# TASK GOAL:
Go through the entries below. Copy each line in which "Option" appears.
*** GIVEN DATA ***
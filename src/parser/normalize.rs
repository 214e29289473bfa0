//! Normalization of decoded JSON payloads into the canonical taxonomy.
//!
//! Canonical payloads (`{"type":"text-delta",...}`) deserialize directly.
//! AG-UI protocol events (`{"type":"TEXT_MESSAGE_CONTENT",...}`) are mapped
//! onto the same variants; tool-call arguments in AG-UI are addressed by id,
//! so the normalizer remembers which slot index each id opened.

use std::collections::HashMap;

use serde_json::Value;

use crate::types::{ChunkEvent, FinishReason, Usage};

/// Stateful, per-stream payload normalizer.
#[derive(Debug, Default)]
pub struct ChunkNormalizer {
    slots: HashMap<String, u32>,
    next_index: u32,
}

impl ChunkNormalizer {
    pub fn new() -> Self {
        Self::default()
    }

    /// Map one payload to a chunk, or `None` when it carries nothing the
    /// processor consumes. Malformed payloads are logged and dropped.
    pub fn normalize(&mut self, value: Value) -> Option<ChunkEvent> {
        let Some(kind) = value.get("type").and_then(Value::as_str).map(str::to_owned) else {
            tracing::warn!(payload = %value, "skipping chunk without a type");
            return None;
        };

        if is_ag_ui(&kind) {
            return self.normalize_ag_ui(&kind, &value);
        }

        match serde_json::from_value::<ChunkEvent>(value) {
            Ok(chunk) => Some(chunk),
            Err(err) => {
                tracing::debug!(kind, error = %err, "ignoring unrecognized chunk");
                None
            }
        }
    }

    fn normalize_ag_ui(&mut self, kind: &str, value: &Value) -> Option<ChunkEvent> {
        let text = |key: &str| value.get(key).and_then(Value::as_str).map(str::to_owned);
        match kind {
            "TEXT_MESSAGE_CONTENT" => Some(ChunkEvent::TextDelta {
                delta: text("delta").unwrap_or_default(),
                accumulated: text("content"),
            }),
            "TOOL_CALL_START" => {
                let id = text("toolCallId")?;
                let index = value
                    .get("index")
                    .and_then(Value::as_u64)
                    .and_then(|i| u32::try_from(i).ok())
                    .unwrap_or(self.next_index);
                self.slots.insert(id.clone(), index);
                self.next_index = self.next_index.max(index.saturating_add(1));
                Some(ChunkEvent::ToolCallDelta {
                    index,
                    id: Some(id),
                    name: text("toolName"),
                    args_delta: String::new(),
                })
            }
            "TOOL_CALL_ARGS" => {
                let id = text("toolCallId")?;
                let index = self.slot_for(&id);
                Some(ChunkEvent::ToolCallDelta {
                    index,
                    id: Some(id),
                    name: None,
                    args_delta: text("delta").unwrap_or_default(),
                })
            }
            "TOOL_CALL_END" => Some(ChunkEvent::ToolCallEnd {
                id: text("toolCallId")?,
                input: value.get("input").filter(|v| !v.is_null()).cloned(),
                result: text("result"),
            }),
            "RUN_FINISHED" => Some(ChunkEvent::Done {
                finish_reason: value
                    .get("finishReason")
                    .and_then(|v| serde_json::from_value::<FinishReason>(v.clone()).ok()),
                usage: value
                    .get("usage")
                    .and_then(|v| serde_json::from_value::<Usage>(v.clone()).ok()),
            }),
            "RUN_ERROR" => {
                let error = value.get("error");
                let field = |key: &str| {
                    error
                        .and_then(|e| e.get(key))
                        .and_then(Value::as_str)
                        .map(str::to_owned)
                };
                Some(ChunkEvent::Error {
                    message: field("message").unwrap_or_else(|| "unknown error".to_string()),
                    code: field("code"),
                })
            }
            "CUSTOM" => Some(ChunkEvent::Custom {
                name: text("name")?,
                data: value.get("data").cloned().unwrap_or(Value::Null),
            }),
            other => {
                tracing::debug!(kind = other, "dropping lifecycle event");
                None
            }
        }
    }

    fn slot_for(&mut self, id: &str) -> u32 {
        if let Some(index) = self.slots.get(id) {
            return *index;
        }
        let index = self.next_index;
        self.next_index = index.saturating_add(1);
        self.slots.insert(id.to_string(), index);
        index
    }
}

fn is_ag_ui(kind: &str) -> bool {
    kind.chars().all(|c| c.is_ascii_uppercase() || c == '_')
}

#[cfg(test)]
mod tests {
    use super::*;
    use serde_json::json;

    #[test]
    fn canonical_payloads_pass_through() {
        let mut normalizer = ChunkNormalizer::new();
        let chunk = normalizer.normalize(json!({"type": "text-delta", "delta": "Hi"}));
        assert_eq!(chunk, Some(ChunkEvent::text("Hi")));
    }

    #[test]
    fn unknown_canonical_kind_is_dropped() {
        let mut normalizer = ChunkNormalizer::new();
        assert_eq!(normalizer.normalize(json!({"type": "reasoning-delta"})), None);
        assert_eq!(normalizer.normalize(json!({"delta": "no type"})), None);
    }

    #[test]
    fn ag_ui_tool_args_follow_their_start_slot() {
        let mut normalizer = ChunkNormalizer::new();
        let start_a = normalizer.normalize(json!({
            "type": "TOOL_CALL_START", "toolCallId": "a", "toolName": "search"
        }));
        let start_b = normalizer.normalize(json!({
            "type": "TOOL_CALL_START", "toolCallId": "b", "toolName": "fetch"
        }));
        let args_a = normalizer.normalize(json!({
            "type": "TOOL_CALL_ARGS", "toolCallId": "a", "delta": "{}"
        }));

        assert!(matches!(start_a, Some(ChunkEvent::ToolCallDelta { index: 0, .. })));
        assert!(matches!(start_b, Some(ChunkEvent::ToolCallDelta { index: 1, .. })));
        assert_eq!(
            args_a,
            Some(ChunkEvent::ToolCallDelta {
                index: 0,
                id: Some("a".into()),
                name: None,
                args_delta: "{}".into(),
            })
        );
    }

    #[test]
    fn highest_slot_index_does_not_overflow() {
        let mut normalizer = ChunkNormalizer::new();
        let start = normalizer.normalize(json!({
            "type": "TOOL_CALL_START", "toolCallId": "a", "toolName": "search", "index": u32::MAX
        }));
        let args = normalizer.normalize(json!({
            "type": "TOOL_CALL_ARGS", "toolCallId": "b", "delta": "{}"
        }));
        let more = normalizer.normalize(json!({
            "type": "TOOL_CALL_ARGS", "toolCallId": "c", "delta": "{}"
        }));

        assert!(matches!(start, Some(ChunkEvent::ToolCallDelta { index: u32::MAX, .. })));
        assert!(matches!(args, Some(ChunkEvent::ToolCallDelta { index: u32::MAX, .. })));
        assert!(matches!(more, Some(ChunkEvent::ToolCallDelta { index: u32::MAX, .. })));
    }

    #[test]
    fn ag_ui_run_events_map_to_done_and_error() {
        let mut normalizer = ChunkNormalizer::new();
        assert_eq!(
            normalizer.normalize(json!({"type": "RUN_FINISHED", "finishReason": "stop"})),
            Some(ChunkEvent::done(FinishReason::Stop))
        );
        assert_eq!(
            normalizer.normalize(json!({
                "type": "RUN_ERROR", "error": {"message": "boom", "code": "500"}
            })),
            Some(ChunkEvent::Error {
                message: "boom".into(),
                code: Some("500".into()),
            })
        );
        assert_eq!(normalizer.normalize(json!({"type": "RUN_STARTED"})), None);
    }
}
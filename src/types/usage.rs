//! Token usage reported at the end of a stream.

use serde::{Deserialize, Serialize};

/// Token usage for one connect cycle.
#[derive(Debug, Clone, Serialize, Deserialize, Default, PartialEq, Eq)]
#[serde(rename_all = "camelCase")]
pub struct Usage {
    #[serde(default)]
    pub prompt_tokens: u32,
    #[serde(default)]
    pub completion_tokens: u32,
    #[serde(default)]
    pub total_tokens: u32,
}

impl Usage {
    /// Merge another usage into this one (accumulate across loop iterations).
    pub fn merge(&mut self, other: &Usage) {
        self.prompt_tokens += other.prompt_tokens;
        self.completion_tokens += other.completion_tokens;
        self.total_tokens += other.total_tokens;
    }
}
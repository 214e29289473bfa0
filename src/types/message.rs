//! UI message model assembled from the stream.

use chrono::{DateTime, Utc};
use serde::{Deserialize, Serialize};
use strum::{Display, EnumString};
use uuid::Uuid;

use super::tool_call::ToolCallState;

/// Generate a prefixed unique id, e.g. `msg-3f1c…`.
pub fn generate_id(prefix: &str) -> String {
    format!("{prefix}-{}", Uuid::new_v4().simple())
}

/// A message in a conversation.
#[derive(Debug, Clone, Serialize, Deserialize, PartialEq)]
#[serde(rename_all = "camelCase")]
pub struct Message {
    pub id: String,
    pub role: Role,
    pub created_at: DateTime<Utc>,
    #[serde(default)]
    pub parts: Vec<MessagePart>,
}

impl Message {
    /// Create an empty message with a fresh id.
    pub fn new(role: Role) -> Self {
        Self {
            id: generate_id("msg"),
            role,
            created_at: Utc::now(),
            parts: Vec::new(),
        }
    }

    /// Create a user message with a single text part.
    pub fn user(text: impl Into<String>) -> Self {
        let mut message = Self::new(Role::User);
        message.parts.push(MessagePart::Text {
            content: text.into(),
        });
        message
    }

    /// Create an empty assistant message, the start of a new turn.
    pub fn assistant() -> Self {
        Self::new(Role::Assistant)
    }

    /// Concatenate all text parts.
    pub fn text(&self) -> String {
        self.parts
            .iter()
            .filter_map(|part| match part {
                MessagePart::Text { content } => Some(content.as_str()),
                _ => None,
            })
            .collect()
    }

    /// Tool-call parts in order.
    pub fn tool_calls(&self) -> impl Iterator<Item = &ToolCallState> {
        self.parts.iter().filter_map(|part| match part {
            MessagePart::ToolCall(call) => Some(call),
            _ => None,
        })
    }

    pub fn tool_call(&self, tool_call_id: &str) -> Option<&ToolCallState> {
        self.tool_calls().find(|call| call.id == tool_call_id)
    }

    /// Tool-result parts in order.
    pub fn tool_results(&self) -> impl Iterator<Item = &ToolResultPart> {
        self.parts.iter().filter_map(|part| match part {
            MessagePart::ToolResult(result) => Some(result),
            _ => None,
        })
    }
}

/// Conversation role.
#[derive(Debug, Clone, Copy, Serialize, Deserialize, PartialEq, Eq, Hash, Display, EnumString)]
#[serde(rename_all = "lowercase")]
#[strum(serialize_all = "lowercase")]
pub enum Role {
    System,
    User,
    Assistant,
}

/// A single part of message content.
#[derive(Debug, Clone, Serialize, Deserialize, PartialEq)]
#[serde(tag = "type", rename_all = "kebab-case")]
pub enum MessagePart {
    Text { content: String },
    ToolCall(ToolCallState),
    ToolResult(ToolResultPart),
}

impl MessagePart {
    pub fn is_text(&self) -> bool {
        matches!(self, Self::Text { .. })
    }

    pub fn is_tool_call(&self) -> bool {
        matches!(self, Self::ToolCall(_))
    }
}

/// Progress of a tool result part.
#[derive(Debug, Clone, Copy, Serialize, Deserialize, PartialEq, Eq, Display, EnumString)]
#[serde(rename_all = "lowercase")]
#[strum(serialize_all = "lowercase")]
pub enum ToolResultState {
    Streaming,
    Complete,
    Error,
}

/// The result of a tool call, rendered as its own part.
#[derive(Debug, Clone, Serialize, Deserialize, PartialEq)]
#[serde(rename_all = "camelCase")]
pub struct ToolResultPart {
    pub tool_call_id: String,
    pub content: String,
    pub state: ToolResultState,
    #[serde(default, skip_serializing_if = "Option::is_none")]
    pub error: Option<String>,
}
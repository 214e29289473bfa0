//! Error types for Turnstile.

use thiserror::Error;

use crate::processor::Trigger;
use crate::types::ToolCallPhase;

/// Primary error type for all Turnstile operations.
///
/// Cancellation is deliberately absent: a cancelled cycle is reported as
/// [`crate::agent_loop::CycleOutcome::Cancelled`], never as an error.
#[derive(Error, Debug)]
pub enum TurnstileError {
    #[error("Transport error: {0}")]
    Transport(String),

    #[cfg(feature = "http")]
    #[error("Network error: {0}")]
    Network(#[from] reqwest::Error),

    #[error("API error (status {status}): {message}")]
    Api { status: u16, message: String },

    #[error("IO error: {0}")]
    Io(#[from] std::io::Error),

    #[error("Parse error: {0}")]
    Parse(String),

    #[error("Serialization error: {0}")]
    Serialization(#[from] serde_json::Error),

    #[error("Stream error: {message}")]
    Stream {
        message: String,
        code: Option<String>,
    },

    #[error("Tool execution error: {tool_name}: {message}")]
    ToolExecution { tool_name: String, message: String },

    #[error("Invalid transition for tool call {tool_call_id}: {trigger} from {from}")]
    InvalidTransition {
        tool_call_id: String,
        from: ToolCallPhase,
        trigger: Trigger,
    },

    #[error("Configuration error: {0}")]
    Configuration(String),

    #[error("Invalid state: {0}")]
    InvalidState(String),

    #[error("Timeout after {0}ms")]
    Timeout(u64),
}

/// Broad error category used to route handling.
#[derive(Debug, Clone, Copy, PartialEq, Eq)]
pub enum ErrorCategory {
    Transport,
    Parse,
    Stream,
    ToolExecution,
    State,
    Configuration,
    Timeout,
}

impl TurnstileError {
    /// Create a tool execution error.
    pub fn tool(tool_name: impl Into<String>, message: impl Into<String>) -> Self {
        Self::ToolExecution {
            tool_name: tool_name.into(),
            message: message.into(),
        }
    }

    /// Create an error from a server-sent `error` chunk.
    pub fn stream(message: impl Into<String>, code: Option<String>) -> Self {
        Self::Stream {
            message: message.into(),
            code,
        }
    }

    /// Classify this error into a category.
    pub fn category(&self) -> ErrorCategory {
        match self {
            Self::Transport(_) | Self::Api { .. } | Self::Io(_) => ErrorCategory::Transport,
            #[cfg(feature = "http")]
            Self::Network(_) => ErrorCategory::Transport,
            Self::Parse(_) | Self::Serialization(_) => ErrorCategory::Parse,
            Self::Stream { .. } => ErrorCategory::Stream,
            Self::ToolExecution { .. } => ErrorCategory::ToolExecution,
            Self::InvalidTransition { .. } | Self::InvalidState(_) => ErrorCategory::State,
            Self::Configuration(_) => ErrorCategory::Configuration,
            Self::Timeout(_) => ErrorCategory::Timeout,
        }
    }

    /// Whether this error halts the session it occurred in.
    ///
    /// Parse errors are recovered per line and tool failures are recorded
    /// as tool state, so neither is fatal.
    pub fn is_fatal(&self) -> bool {
        matches!(
            self.category(),
            ErrorCategory::Transport | ErrorCategory::Stream | ErrorCategory::Timeout
        )
    }
}

/// Convenience alias.
pub type Result<T> = std::result::Result<T, TurnstileError>;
*** End of GIVEN DATA ***
# RESPONSE TO THIS TASK:
    pub fn normalize(&mut self, value: Value) -> Option<ChunkEvent> {
    fn normalize_ag_ui(&mut self, kind: &str, value: &Value) -> Option<ChunkEvent> {
    pub fn tool_call(&self, tool_call_id: &str) -> Option<&ToolCallState> {
    #[serde(default, skip_serializing_if = "Option::is_none")]
    pub error: Option<String>,
        code: Option<String>,
    pub fn stream(message: impl Into<String>, code: Option<String>) -> Self {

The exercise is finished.